Business opportunities — or the loss of them — are driving Doug Ford’s new energy strategy, David Olive writes.
In the space of just a few days, Ontario has unveiled a thoroughly holistic new approach to securing the province’s energy future. Last week, the Ford government committed to building as many as five additional reactors at Ontario’s Bruce Power nuclear facility.
That could expand Bruce Power’s electricity generating capacity by as much as 76 per cent, with the first new reactors coming onstream in the 2030s. Bruce Power, near Kincardine, about 240 kilometres northwest of Toronto on the shores of Lake Huron, is already one of the world’s biggest nuclear power plants.

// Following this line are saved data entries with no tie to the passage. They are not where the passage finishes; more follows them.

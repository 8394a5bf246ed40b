//! Memoized lazy loader.

use std::fmt;
use std::future::Future;
use std::sync::atomic::{AtomicUsize, Ordering};
use std::sync::Arc;

use arc_swap::ArcSwapOption;
use futures_util::future::BoxFuture;
use tokio::sync::OnceCell;

use crate::loader::{LoadError, LoadPolicy};
use crate::observability::metrics;

/// Future returned by a module loader.
pub type LoadFuture<M> = BoxFuture<'static, Result<M, LoadError>>;

type LoadFn<M> = Box<dyn Fn() -> LoadFuture<M> + Send + Sync>;

/// A module that is loaded on first access and cached afterwards.
///
/// The slot is written at most once, and only with a successful result.
pub struct LazyModule<M> {
    label: String,
    loader: LoadFn<M>,
    policy: LoadPolicy,
    /// Slot used by `LoadPolicy::Coalesce`.
    shared: OnceCell<Arc<M>>,
    /// Slot used by `LoadPolicy::Race`.
    raced: ArcSwapOption<M>,
    /// Number of times the loader has been invoked.
    loads: AtomicUsize,
}

impl<M: Send + Sync + 'static> LazyModule<M> {
    /// Wrap `loader` with the default (coalescing) policy.
    pub fn new<F, Fut>(label: impl Into<String>, loader: F) -> Self
    where
        F: Fn() -> Fut + Send + Sync + 'static,
        Fut: Future<Output = Result<M, LoadError>> + Send + 'static,
    {
        Self::with_policy(label, LoadPolicy::default(), loader)
    }

    /// Wrap `loader` with an explicit policy.
    pub fn with_policy<F, Fut>(label: impl Into<String>, policy: LoadPolicy, loader: F) -> Self
    where
        F: Fn() -> Fut + Send + Sync + 'static,
        Fut: Future<Output = Result<M, LoadError>> + Send + 'static,
    {
        Self {
            label: label.into(),
            loader: Box::new(move || Box::pin(loader())),
            policy,
            shared: OnceCell::new(),
            raced: ArcSwapOption::empty(),
            loads: AtomicUsize::new(0),
        }
    }

    /// Return the cached module, loading it first if needed.
    pub async fn get(&self) -> Result<Arc<M>, LoadError> {
        match self.policy {
            LoadPolicy::Coalesce => self.shared.get_or_try_init(|| self.invoke()).await.cloned(),
            LoadPolicy::Race => {
                if let Some(module) = self.raced.load_full() {
                    return Ok(module);
                }

                let loaded = self.invoke().await?;
                let previous = self
                    .raced
                    .compare_and_swap(&None::<Arc<M>>, Some(Arc::clone(&loaded)));
                match &*previous {
                    // Another caller committed first; everyone sees its value.
                    Some(winner) => Ok(Arc::clone(winner)),
                    None => Ok(loaded),
                }
            }
        }
    }

    async fn invoke(&self) -> Result<Arc<M>, LoadError> {
        let attempt = self.loads.fetch_add(1, Ordering::SeqCst) + 1;
        tracing::debug!(module = %self.label, attempt, "Loading module");

        match (self.loader)().await {
            Ok(module) => {
                metrics::record_node_load(&self.label);
                Ok(Arc::new(module))
            }
            Err(e) => {
                metrics::record_node_load_failure(&self.label);
                tracing::warn!(module = %self.label, attempt, error = %e, "Module load failed");
                Err(e)
            }
        }
    }
}

impl<M> LazyModule<M> {
    /// The cached module, without triggering a load.
    pub fn peek(&self) -> Option<Arc<M>> {
        match self.policy {
            LoadPolicy::Coalesce => self.shared.get().cloned(),
            LoadPolicy::Race => self.raced.load_full(),
        }
    }

    pub fn is_loaded(&self) -> bool {
        self.peek().is_some()
    }

    /// How many times the underlying loader has run.
    pub fn load_count(&self) -> usize {
        self.loads.load(Ordering::SeqCst)
    }

    pub fn label(&self) -> &str {
        &self.label
    }

    pub fn policy(&self) -> LoadPolicy {
        self.policy
    }
}

impl<M> fmt::Debug for LazyModule<M> {
    fn fmt(&self, f: &mut fmt::Formatter<'_>) -> fmt::Result {
        f.debug_struct("LazyModule")
            .field("label", &self.label)
            .field("policy", &self.policy)
            .field("loaded", &self.is_loaded())
            .field("loads", &self.load_count())
            .finish()
    }
}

The roughly 6,300 megawatts (MW) of power now generated by Bruce Power’s eight reactors provide about 30 per cent of Ontario’s total electricity consumption. Last week, Ontario also said it will quadruple the number of small modular nuclear reactors (SMRs) at the Darlington nuclear power plant near Clarington, to four from the existing single SMR at the site.
SMRs generate up to 300 MW of power, compared with conventional reactors that have generating capacity of 7,000 MW or more. SMRs are an unproven technology. The task at Darlington is to determine the practicality of SMRs in commercial-service deployment across the province and elsewhere. And to export that SMR technology if it proves itself.